**What the task asks:** The lines to copy are those in the records below that hold the word "stats".

BEGIN

//! # services
//!
//! Application logic for the complaint desk: the complaint lifecycle,
//! access scoping, keyword classification, statistics and identity.
//! Everything here talks to storage and credentials through the ports
//! defined in `domains`.

pub mod auth_service;
pub mod bootstrap;
pub mod classifier;
pub mod complaint_service;
pub mod directory;
pub mod scope;
pub mod stats;

pub use auth_service::{AdminSession, AuthService, Registration, UserSession};
pub use complaint_service::ComplaintService;
pub use directory::DirectoryService;
pub use stats::ComplaintStats;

END

**Problem solution:**
pub mod stats;
pub use stats::ComplaintStats;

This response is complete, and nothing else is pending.